(Required work): Note each line of the listing that contains the string "Item", and copy it.

(Data provided):

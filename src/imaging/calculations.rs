//! Pure calculation functions for resample geometry.
//!
//! All functions here are pure and testable without any pixels or I/O.

use super::params::SharpenProfile;

/// Where contain-mode content lands inside the target canvas.
#[derive(Debug, Clone, Copy, PartialEq, Eq)]
pub struct ContainPlacement {
    /// Scaled content width.
    pub width: u32,
    /// Scaled content height.
    pub height: u32,
    /// Horizontal offset of the content inside the canvas.
    pub left: u32,
    /// Vertical offset of the content inside the canvas.
    pub top: u32,
}

/// Compute the contain-mode placement of `source` inside `target`.
///
/// Scale is `min(target_w / source_w, target_h / source_h)`; scaled content
/// dimensions and centering offsets are rounded, not truncated, so there is
/// no systematic one-pixel bias toward the top-left. Rounding is clamped so
/// extreme aspect ratios never collapse a dimension to zero.
///
/// # Examples
/// ```
/// # use iconsmith::imaging::calculations::contain_placement;
/// // 100x50 into 200x200 → 200x100 content, vertically centered
/// let p = contain_placement((100, 50), (200, 200));
/// assert_eq!((p.width, p.height), (200, 100));
/// assert_eq!((p.left, p.top), (0, 50));
/// ```
pub fn contain_placement(source: (u32, u32), target: (u32, u32)) -> ContainPlacement {
    let (src_w, src_h) = source;
    let (tgt_w, tgt_h) = target;

    let scale = f64::min(
        tgt_w as f64 / src_w as f64,
        tgt_h as f64 / src_h as f64,
    );

    let width = ((src_w as f64 * scale).round() as u32).max(1).min(tgt_w);
    let height = ((src_h as f64 * scale).round() as u32).max(1).min(tgt_h);

    let left = ((tgt_w - width) as f64 / 2.0).round() as u32;
    let top = ((tgt_h - height) as f64 / 2.0).round() as u32;

    ContainPlacement {
        width,
        height,
        left,
        top,
    }
}

/// Select the sharpening tier for a resample, from the *target* width.
///
/// The source size plays no part: a 4000px original downscaled to a 16px
/// icon needs the same aggressive pass as a 64px original would.
pub fn sharpen_profile_for(target_width: u32) -> SharpenProfile {
    if target_width <= 64 {
        SharpenProfile::aggressive()
    } else if target_width <= 256 {
        SharpenProfile::moderate()
    } else {
        SharpenProfile::subtle()
    }
}
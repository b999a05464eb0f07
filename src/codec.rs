//! Raster I/O adapter — decode and encode on the `image` crate.
//!
//! | Operation | Crate / function |
//! |---|---|
//! | Decode (PNG, JPEG, WebP) | `image::load_from_memory` (pure Rust decoders) |
//! | Normalize | `DynamicImage::into_rgba8` — everything becomes RGBA8 |
//! | Encode → PNG | `image::codecs::png::PngEncoder` |
//!
//! Decoding is the pipeline's trust boundary with the codec ecosystem: any
//! decodable input comes out as a well-formed [`Raster`], and everything
//! downstream can rely on the buffer invariant. Encoding targets PNG only —
//! the one alpha-preserving lossless format the pipeline assumes throughout.
//! Color management is out of scope; samples pass through as-is.

use crate::raster::Raster;
use image::codecs::png::PngEncoder;
use image::{ExtendedColorType, ImageEncoder};
use std::path::Path;
use thiserror::Error;

#[derive(Error, Debug)]
pub enum CodecError {
    #[error("IO error: {0}")]
    Io(#[from] std::io::Error),
    #[error("decode failed: {0}")]
    Decode(String),
    #[error("PNG encode failed: {0}")]
    Encode(String),
}

/// Decode an encoded image blob into an RGBA8 raster.
///
/// Accepts any format whose decoder is compiled in (PNG, JPEG, WebP); the
/// container format is sniffed from the bytes, not from a filename. Whatever
/// the source color type, the result is normalized to RGBA8.
pub fn decode(bytes: &[u8]) -> Result<Raster, CodecError> {
    let decoded =
        image::load_from_memory(bytes).map_err(|e| CodecError::Decode(e.to_string()))?;
    let rgba = decoded.into_rgba8();
    let (width, height) = rgba.dimensions();
    Raster::from_raw(width, height, rgba.into_raw())
        .map_err(|e| CodecError::Decode(e.to_string()))
}

/// Decode an image file from disk.
pub fn decode_file(path: &Path) -> Result<Raster, CodecError> {
    let bytes = std::fs::read(path)?;
    decode(&bytes)
        .map_err(|e| CodecError::Decode(format!("{}: {}", path.display(), source_of(e))))
}

/// Encode a raster as PNG bytes — lossless, alpha-preserving.
pub fn encode_png(raster: &Raster) -> Result<Vec<u8>, CodecError> {
    let mut out = Vec::new();
    PngEncoder::new(&mut out)
        .write_image(
            raster.pixels(),
            raster.width(),
            raster.height(),
            ExtendedColorType::Rgba8,
        )
        .map_err(|e| CodecError::Encode(e.to_string()))?;
    Ok(out)
}

/// Encode a raster and write it to disk as PNG.
pub fn write_png(raster: &Raster, path: &Path) -> Result<(), CodecError> {
    let bytes = encode_png(raster)?;
    std::fs::write(path, bytes)?;
    Ok(())
}

fn source_of(err: CodecError) -> String {
    match err {
        CodecError::Io(e) => e.to_string(),
        CodecError::Decode(msg) | CodecError::Encode(msg) => msg,
    }
}

#[cfg(test)]
mod tests {
    use super::*;
    use crate::raster::Px;

    fn gradient(width: u32, height: u32) -> Raster {
        Raster::from_fn(width, height, |x, y| Px {
            r: (x % 256) as u8,
            g: (y % 256) as u8,
            b: ((x * y) % 256) as u8,
            a: if x % 2 == 0 { 255 } else { 128 },
        })
        .unwrap()
    }

    #[test]
    fn png_roundtrip_preserves_every_sample() {
        let original = gradient(33, 17);
        let bytes = encode_png(&original).unwrap();
        let decoded = decode(&bytes).unwrap();
        assert_eq!(decoded, original);
    }

    #[test]
    fn decode_garbage_is_an_error() {
        let err = decode(b"definitely not an image").unwrap_err();
        assert!(matches!(err, CodecError::Decode(_)));
    }

    #[test]
    fn decode_empty_input_is_an_error() {
        assert!(decode(&[]).is_err());
    }

    #[test]
    fn decode_jpeg_normalizes_to_rgba() {
        // Encode an RGB (no alpha) JPEG, decode it back: the raster must be
        // RGBA8 with fully opaque alpha.
        let rgb = image::RgbImage::from_fn(20, 10, |x, y| {
            image::Rgb([(x * 12) as u8, (y * 25) as u8, 60])
        });
        let mut bytes = Vec::new();
        image::codecs::jpeg::JpegEncoder::new(&mut bytes)
            .write_image(rgb.as_raw(), 20, 10, ExtendedColorType::Rgb8)
            .unwrap();

        let raster = decode(&bytes).unwrap();
        assert_eq!(raster.dimensions(), (20, 10));
        assert!((0..10).all(|y| (0..20).all(|x| raster.pixel(x, y).a == 255)));
    }

    #[test]
    fn write_and_decode_file() {
        let tmp = tempfile::TempDir::new().unwrap();
        let path = tmp.path().join("out.png");

        let original = gradient(8, 8);
        write_png(&original, &path).unwrap();

        let read_back = decode_file(&path).unwrap();
        assert_eq!(read_back, original);
    }

    #[test]
    fn decode_file_missing_path_is_io_error() {
        let err = decode_file(Path::new("/nonexistent/input.png")).unwrap_err();
        assert!(matches!(err, CodecError::Io(_)));
    }
}
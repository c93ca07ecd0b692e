//! Integration tests for pixkit crates.
//!
//! End-to-end checks across the engines, the pipeline, the worker and
//! PNG files on disk.
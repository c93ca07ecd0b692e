//! Pipeline command
//!
//! Loads a YAML stage list and runs the image through it.

use crate::PipelineArgs;
use anyhow::{Context, Result};
use pixkit_ops::PipelineConfig;
use tracing::{debug, info, trace};

pub fn run(args: PipelineArgs, verbose: u8) -> Result<()> {
    trace!(input = %args.input.display(), config = %args.config.display(), "pipeline::run");

    let config = PipelineConfig::from_file(&args.config)
        .with_context(|| format!("Failed to read pipeline: {}", args.config.display()))?;
    let mut pipeline = config.build();

    let buffer = super::load_image(&args.input)?;
    info!(stages = pipeline.len(), w = buffer.width(), h = buffer.height(), "Running pipeline");

    if verbose > 0 {
        for stage in pipeline.stages() {
            let state = if stage.is_visible() { "" } else { " (hidden)" };
            println!("  {} {:?}{}", stage.id(), stage.kind(), state);
        }
    }

    let output = pipeline.run(&buffer);
    debug!(changed = output.changed, "Pipeline finished");

    super::save_image(&args.output, output.buffer)?;

    if verbose > 0 {
        println!("Done.");
    }

    Ok(())
}
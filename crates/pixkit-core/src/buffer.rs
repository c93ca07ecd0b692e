//! Raw RGBA pixel buffer.
//!
//! [`PixelBuffer`] is the one entity every engine consumes and produces:
//! the bytes a canvas hands out, `width * height * 4` of them, row-major,
//! top-to-bottom, `[R G B A R G B A ...]`.
//!
//! ```text
//! Memory: [R G B A R G B A ...]  <- Row 0
//!         [R G B A R G B A ...]  <- Row 1
//!         ...
//! ```
//!
//! The buffer owns its bytes. Engines take `&mut PixelBuffer` and mutate in
//! place, or take one by value and hand it back, so ownership is always
//! clear when a buffer crosses to a worker thread.
//!
//! # Usage
//!
//! ```rust
//! use pixkit_core::{PixelBuffer, Point, Rgba};
//!
//! let mut buf = PixelBuffer::new(4, 4);
//! buf.set_rgba(Point::new(1, 2), Rgba::new(10, 10, 10, 255)).unwrap();
//! assert_eq!(buf.rgba_at(Point::new(1, 2)), Some(Rgba::new(10, 10, 10, 255)));
//! assert_eq!(buf.rgba_at(Point::new(-1, 2)), None);
//! ```

use crate::{Error, Point, Result, Rgb, Rgba};
use std::fmt;

/// Bytes per RGBA pixel.
pub const CHANNELS: usize = 4;

/// Owned RGBA8 buffer with the invariant `data.len() == width * height * 4`.
#[derive(Clone, PartialEq, Eq, Default)]
pub struct PixelBuffer {
    width: u32,
    height: u32,
    data: Vec<u8>,
}

impl PixelBuffer {
    /// Creates a transparent black buffer.
    ///
    /// # Panics
    ///
    /// Panics if `width * height * 4` overflows `usize`. Use
    /// [`from_raw`](Self::from_raw) for untrusted dimensions.
    pub fn new(width: u32, height: u32) -> Self {
        Self::filled(width, height, Rgba::TRANSPARENT)
    }

    /// Creates a buffer with every pixel set to `pixel`.
    ///
    /// # Panics
    ///
    /// Panics if `width * height * 4` overflows `usize`.
    pub fn filled(width: u32, height: u32, pixel: Rgba) -> Self {
        let len = byte_len(width, height).expect("pixel buffer size overflow");
        let mut data = Vec::with_capacity(len);
        for _ in 0..len / CHANNELS {
            data.extend_from_slice(&pixel.to_array());
        }
        Self {
            width,
            height,
            data,
        }
    }

    /// Wraps raw RGBA bytes.
    ///
    /// # Errors
    ///
    /// - [`Error::SizeOverflow`] if the dimensions cannot be addressed
    /// - [`Error::InvalidDimensions`] if `data.len() != width * height * 4`
    ///
    /// ```rust
    /// use pixkit_core::PixelBuffer;
    ///
    /// assert!(PixelBuffer::from_raw(2, 2, vec![0; 16]).is_ok());
    /// assert!(PixelBuffer::from_raw(2, 2, vec![0; 15]).is_err());
    /// ```
    pub fn from_raw(width: u32, height: u32, data: Vec<u8>) -> Result<Self> {
        let expected = byte_len(width, height).ok_or(Error::SizeOverflow { width, height })?;
        if data.len() != expected {
            return Err(Error::invalid_dimensions(
                width,
                height,
                format!("expected {} bytes, got {}", expected, data.len()),
            ));
        }
        Ok(Self {
            width,
            height,
            data,
        })
    }

    /// Buffer width in pixels.
    #[inline]
    pub fn width(&self) -> u32 {
        self.width
    }

    /// Buffer height in pixels.
    #[inline]
    pub fn height(&self) -> u32 {
        self.height
    }

    /// `(width, height)`.
    #[inline]
    pub fn dimensions(&self) -> (u32, u32) {
        (self.width, self.height)
    }

    /// Number of pixels.
    #[inline]
    pub fn pixel_count(&self) -> usize {
        self.width as usize * self.height as usize
    }

    /// Bytes per row.
    #[inline]
    pub fn stride(&self) -> usize {
        self.width as usize * CHANNELS
    }

    /// Returns `true` if the buffer has zero area.
    #[inline]
    pub fn is_empty(&self) -> bool {
        self.width == 0 || self.height == 0
    }

    /// Raw bytes.
    #[inline]
    pub fn as_raw(&self) -> &[u8] {
        &self.data
    }

    /// Raw bytes, mutable. The length cannot change through a slice, so
    /// the size invariant holds.
    #[inline]
    pub fn as_raw_mut(&mut self) -> &mut [u8] {
        &mut self.data
    }

    /// Consumes the buffer and returns its bytes.
    #[inline]
    pub fn into_raw(self) -> Vec<u8> {
        self.data
    }

    /// Returns `true` if `p` addresses a pixel. Negative coordinates never do.
    #[inline]
    pub fn contains(&self, p: Point) -> bool {
        p.x >= 0 && p.y >= 0 && (p.x as u32) < self.width && (p.y as u32) < self.height
    }

    /// Byte offset of the pixel at `p`, or `None` outside the buffer.
    #[inline]
    pub fn index_of(&self, p: Point) -> Option<usize> {
        if self.contains(p) {
            Some((p.y as usize * self.width as usize + p.x as usize) * CHANNELS)
        } else {
            None
        }
    }

    /// Pixel at `p`, or `None` outside the buffer.
    #[inline]
    pub fn rgba_at(&self, p: Point) -> Option<Rgba> {
        let i = self.index_of(p)?;
        Some(Rgba::new(
            self.data[i],
            self.data[i + 1],
            self.data[i + 2],
            self.data[i + 3],
        ))
    }

    /// Color at `p` without alpha, or `None` outside the buffer.
    #[inline]
    pub fn rgb_at(&self, p: Point) -> Option<Rgb> {
        self.rgba_at(p).map(Rgba::rgb)
    }

    /// Writes the pixel at `p`.
    ///
    /// # Errors
    ///
    /// [`Error::OutOfBounds`] if `p` is outside the buffer.
    pub fn set_rgba(&mut self, p: Point, px: Rgba) -> Result<()> {
        let i = self
            .index_of(p)
            .ok_or_else(|| Error::out_of_bounds(p.x, p.y, self.width, self.height))?;
        self.data[i..i + CHANNELS].copy_from_slice(&px.to_array());
        Ok(())
    }

    /// Iterates over rows of `stride()` bytes.
    pub fn rows(&self) -> impl Iterator<Item = &[u8]> {
        // chunks_exact panics on 0, an empty-width buffer has no rows anyway
        self.data.chunks_exact(self.stride().max(1))
    }

    /// Iterates mutably over rows of `stride()` bytes.
    pub fn rows_mut(&mut self) -> impl Iterator<Item = &mut [u8]> {
        let stride = self.stride().max(1);
        self.data.chunks_exact_mut(stride)
    }

    /// Iterates over pixels in row-major order.
    pub fn pixels(&self) -> impl Iterator<Item = Rgba> + '_ {
        self.data
            .chunks_exact(CHANNELS)
            .map(|c| Rgba::new(c[0], c[1], c[2], c[3]))
    }
}

impl fmt::Debug for PixelBuffer {
    fn fmt(&self, f: &mut fmt::Formatter<'_>) -> fmt::Result {
        f.debug_struct("PixelBuffer")
            .field("width", &self.width)
            .field("height", &self.height)
            .field("bytes", &self.data.len())
            .finish()
    }
}

fn byte_len(width: u32, height: u32) -> Option<usize> {
    (width as usize)
        .checked_mul(height as usize)
        .and_then(|n| n.checked_mul(CHANNELS))
}

#[cfg(test)]
mod tests {
    use super::*;

    #[test]
    fn test_new_is_transparent() {
        let buf = PixelBuffer::new(3, 2);
        assert_eq!(buf.dimensions(), (3, 2));
        assert_eq!(buf.as_raw().len(), 24);
        assert!(buf.pixels().all(|p| p == Rgba::TRANSPARENT));
    }

    #[test]
    fn test_filled() {
        let px = Rgba::new(1, 2, 3, 4);
        let buf = PixelBuffer::filled(2, 2, px);
        assert_eq!(buf.pixels().count(), 4);
        assert!(buf.pixels().all(|p| p == px));
    }

    #[test]
    fn test_from_raw_length_mismatch() {
        let err = PixelBuffer::from_raw(2, 2, vec![0; 15]).unwrap_err();
        assert!(matches!(err, Error::InvalidDimensions { width: 2, height: 2, .. }));
    }

    #[test]
    fn test_from_raw_zero_area() {
        let buf = PixelBuffer::from_raw(0, 5, Vec::new()).unwrap();
        assert!(buf.is_empty());
        assert_eq!(buf.rows().count(), 0);
    }

    #[test]
    fn test_contains_checks_both_bounds() {
        let buf = PixelBuffer::new(4, 4);
        assert!(buf.contains(Point::new(0, 0)));
        assert!(buf.contains(Point::new(3, 3)));
        assert!(!buf.contains(Point::new(4, 0)));
        assert!(!buf.contains(Point::new(0, 4)));
        assert!(!buf.contains(Point::new(-1, 0)));
        assert!(!buf.contains(Point::new(0, -1)));
    }

    #[test]
    fn test_index_is_row_major() {
        let buf = PixelBuffer::new(4, 4);
        assert_eq!(buf.index_of(Point::new(1, 2)), Some((2 * 4 + 1) * 4));
    }

    #[test]
    fn test_set_and_get() {
        let mut buf = PixelBuffer::new(2, 2);
        let p = Point::new(1, 1);
        buf.set_rgba(p, Rgba::new(9, 8, 7, 6)).unwrap();
        assert_eq!(buf.rgba_at(p), Some(Rgba::new(9, 8, 7, 6)));
        assert_eq!(buf.rgb_at(p), Some(Rgb::new(9, 8, 7)));
        assert_eq!(&buf.as_raw()[12..16], &[9, 8, 7, 6]);
    }

    #[test]
    fn test_set_out_of_bounds() {
        let mut buf = PixelBuffer::new(2, 2);
        let err = buf.set_rgba(Point::new(-1, 0), Rgba::TRANSPARENT).unwrap_err();
        assert!(err.is_bounds_error());
    }

    #[test]
    fn test_rows_mut() {
        let mut buf = PixelBuffer::new(2, 3);
        for (y, row) in buf.rows_mut().enumerate() {
            row.fill(y as u8);
        }
        assert_eq!(buf.rgba_at(Point::new(1, 2)), Some(Rgba::new(2, 2, 2, 2)));
    }

    #[test]
    fn test_debug_is_compact() {
        let s = format!("{:?}", PixelBuffer::new(8, 8));
        assert!(s.contains("bytes: 256"));
    }
}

(Written answer):
    pub fn rows(&self) -> impl Iterator<Item = &[u8]> {
    pub fn rows_mut(&mut self) -> impl Iterator<Item = &mut [u8]> {
    pub fn pixels(&self) -> impl Iterator<Item = Rgba> + '_ {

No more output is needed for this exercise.